Update 11: Friday 12 January 2024

Together, with ALWS, your support is helping Ukrainian families devastated by war access help. 

Here are the key ways we’re responding: 

  • Building bomb shelters under schools so children can return to schooling

  • Providing psychological support for displaced children

  • Providing emergency food and water for families

  • Renovating 1500 apartments in Kharkiv so displaced families can return home. 

The video below captures the journeys of families returning home after having their apartments renovated at the end of 2023. 

The video is 13 minutes long …but worth every moment of your time.

You’ll need a box of tissues – especially at the 5 minute, 8.30 minute and 10.30 minute marks – because you will see you are rebuilding hearts, not just homes.

When you watch the news, and see the horrors of the world, you can feel far away, and powerless to make a difference …


… but in the video above you will see that through ALWS, and our partner LWF, working with UNHCR, you are right there on the front line in Ukraine. Renovating hundreds of apartments for families like Irinya’s.


Your kindness means Irinya’s home is where your heart is – thank you.



Our LWF partners in Ukraine have shared how rebuilding apartments impacts Ukrainian families and their key activities:

The LWF shelter program primarily focuses on apartment rehabilitation, emphasizing not only the physical aspects but also addressing the comprehensive needs of families during their reinstallation process. This includes providing essential mental health and psychosocial support, legal assistance for recovering lost documents—especially house ownership papers—and the distribution of non-food items (nFI) and household appliances. 

Regarding apartment rehabilitation, we categorized the efforts into three types: 

  • Light repairs, involving windows and doors. 

  • Medium repairs, encompassing windows, doors, walls, and ceilings. 

  • Heavy repairs, which include windows, doors, walls, ceilings, plumbing, and electrical systems. 
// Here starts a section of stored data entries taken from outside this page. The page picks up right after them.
//! # Hysteresis debouncer
//!
//! Turns a stream of noisy instantaneous readings into a stable unsafe/safe state. Entering the
//! unsafe state takes `unsafe_consecutive` unsafe samples in a row, leaving it takes
//! `safe_consecutive` samples which clear the threshold by an extra margin. Samples between the
//! threshold and the margin (the grey zone) leave the counters untouched.

// ------------------------------------------------------------------------------------------------
// IMPORTS
// ------------------------------------------------------------------------------------------------

use serde::Deserialize;

// ------------------------------------------------------------------------------------------------
// STRUCTS
// ------------------------------------------------------------------------------------------------

/// Debouncer state machine.
#[derive(Debug, Clone)]
pub struct HysteresisDebouncer {
    unsafe_count: u32,
    safe_count: u32,
    stable_unsafe: bool,

    unsafe_consecutive: u32,
    safe_consecutive: u32,
}

/// Debounce parameters.
#[derive(Deserialize, Debug, Clone, Copy)]
#[serde(default)]
pub struct DebounceParams {
    /// Number of consecutive unsafe samples needed to enter the unsafe state.
    pub unsafe_consecutive: u32,

    /// Number of consecutive clear samples needed to leave the unsafe state.
    pub safe_consecutive: u32,
}

// ------------------------------------------------------------------------------------------------
// ENUMS
// ------------------------------------------------------------------------------------------------

/// Classification of one instantaneous reading.
#[derive(Debug, Copy, Clone, PartialEq, Eq)]
pub enum Sample {
    /// Past the danger threshold
    Unsafe,

    /// Clear of the threshold by at least the margin
    Clear,

    /// Between the threshold and the margin
    Grey,
}

// ------------------------------------------------------------------------------------------------
// IMPLS
// ------------------------------------------------------------------------------------------------

impl Default for DebounceParams {
    fn default() -> Self {
        Self {
            unsafe_consecutive: 3,
            safe_consecutive: 5,
        }
    }
}

impl Sample {
    /// Classify a reading which is unsafe when it falls below `threshold`.
    pub fn below(value: f64, threshold: f64, margin: f64) -> Self {
        if value < threshold {
            Sample::Unsafe
        } else if value > threshold + margin {
            Sample::Clear
        } else {
            Sample::Grey
        }
    }
}

impl HysteresisDebouncer {
    pub fn new(params: &DebounceParams) -> Self {
        Self {
            unsafe_count: 0,
            safe_count: 0,
            stable_unsafe: false,
            unsafe_consecutive: params.unsafe_consecutive.max(1),
            safe_consecutive: params.safe_consecutive.max(1),
        }
    }

    /// Feed one sample and return the stable state, `true` meaning unsafe.
    pub fn update(&mut self, sample: Sample) -> bool {
        match sample {
            Sample::Unsafe => {
                self.unsafe_count = self.unsafe_count.saturating_add(1);
                self.safe_count = 0;
            }
            Sample::Clear => {
                self.safe_count = self.safe_count.saturating_add(1);
                self.unsafe_count = 0;
            }
            Sample::Grey => (),
        }

        if !self.stable_unsafe && self.unsafe_count >= self.unsafe_consecutive {
            self.stable_unsafe = true;
        } else if self.stable_unsafe && self.safe_count >= self.safe_consecutive {
            self.stable_unsafe = false;
        }

        self.stable_unsafe
    }

    pub fn is_unsafe(&self) -> bool {
        self.stable_unsafe
    }

    /// Return to the initial safe state.
    pub fn reset(&mut self) {
        self.unsafe_count = 0;
        self.safe_count = 0;
        self.stable_unsafe = false;
    }
}

impl Default for HysteresisDebouncer {
    fn default() -> Self {
        Self::new(&DebounceParams::default())
    }
}

#[cfg(test)]
mod test {
    use super::*;

    #[test]
    fn test_classify() {
        assert_eq!(Sample::below(19.9, 20.0, 5.0), Sample::Unsafe);
        assert_eq!(Sample::below(20.0, 20.0, 5.0), Sample::Grey);
        assert_eq!(Sample::below(25.0, 20.0, 5.0), Sample::Grey);
        assert_eq!(Sample::below(25.1, 20.0, 5.0), Sample::Clear);
    }

    #[test]
    fn test_single_transient_ignored() {
        let mut d = HysteresisDebouncer::default();

        for _ in 0..10 {
            assert!(!d.update(Sample::Clear));
        }
        assert!(!d.update(Sample::Unsafe));
        for _ in 0..10 {
            assert!(!d.update(Sample::Clear));
        }

        // Two unsafe then a clear resets the count
        d.update(Sample::Unsafe);
        d.update(Sample::Unsafe);
        d.update(Sample::Clear);
        assert!(!d.update(Sample::Unsafe));
    }

    #[test]
    fn test_exact_counts() {
        let mut d = HysteresisDebouncer::default();

        assert!(!d.update(Sample::Unsafe));
        assert!(!d.update(Sample::Unsafe));
        assert!(d.update(Sample::Unsafe));

        for _ in 0..4 {
            assert!(d.update(Sample::Clear));
        }
        assert!(!d.update(Sample::Clear));
    }

    #[test]
    fn test_grey_zone_holds_counters() {
        let mut d = HysteresisDebouncer::default();

        d.update(Sample::Unsafe);
        d.update(Sample::Unsafe);
        assert!(!d.update(Sample::Grey));
        assert!(d.update(Sample::Unsafe));

        // Grey samples never clear the state
        for _ in 0..20 {
            assert!(d.update(Sample::Grey));
        }

        for _ in 0..3 {
            d.update(Sample::Clear);
        }
        d.update(Sample::Grey);
        d.update(Sample::Clear);
        assert!(!d.update(Sample::Clear));

        d.reset();
        assert!(!d.is_unsafe());
    }
}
On average, the repair costs for each house amount to $4,500. However, this figure may vary depending on the extent of the work required and the size of the house.


ALWS is organising a Walk My Way Ukraine in Brisbane on Saturday 11 May. One way you can provide help to Ukrainian families is by joining the Walk, or sponsoring a Walker:

Update 10: Thursday 11 January 2024


Photo: LWF / Anatoliy


What you see in the photo is the start of your repair work.

Just before Christmas, the last of 525 repaired and renovated apartments in Kharkiv was handed over to families who had been forced out.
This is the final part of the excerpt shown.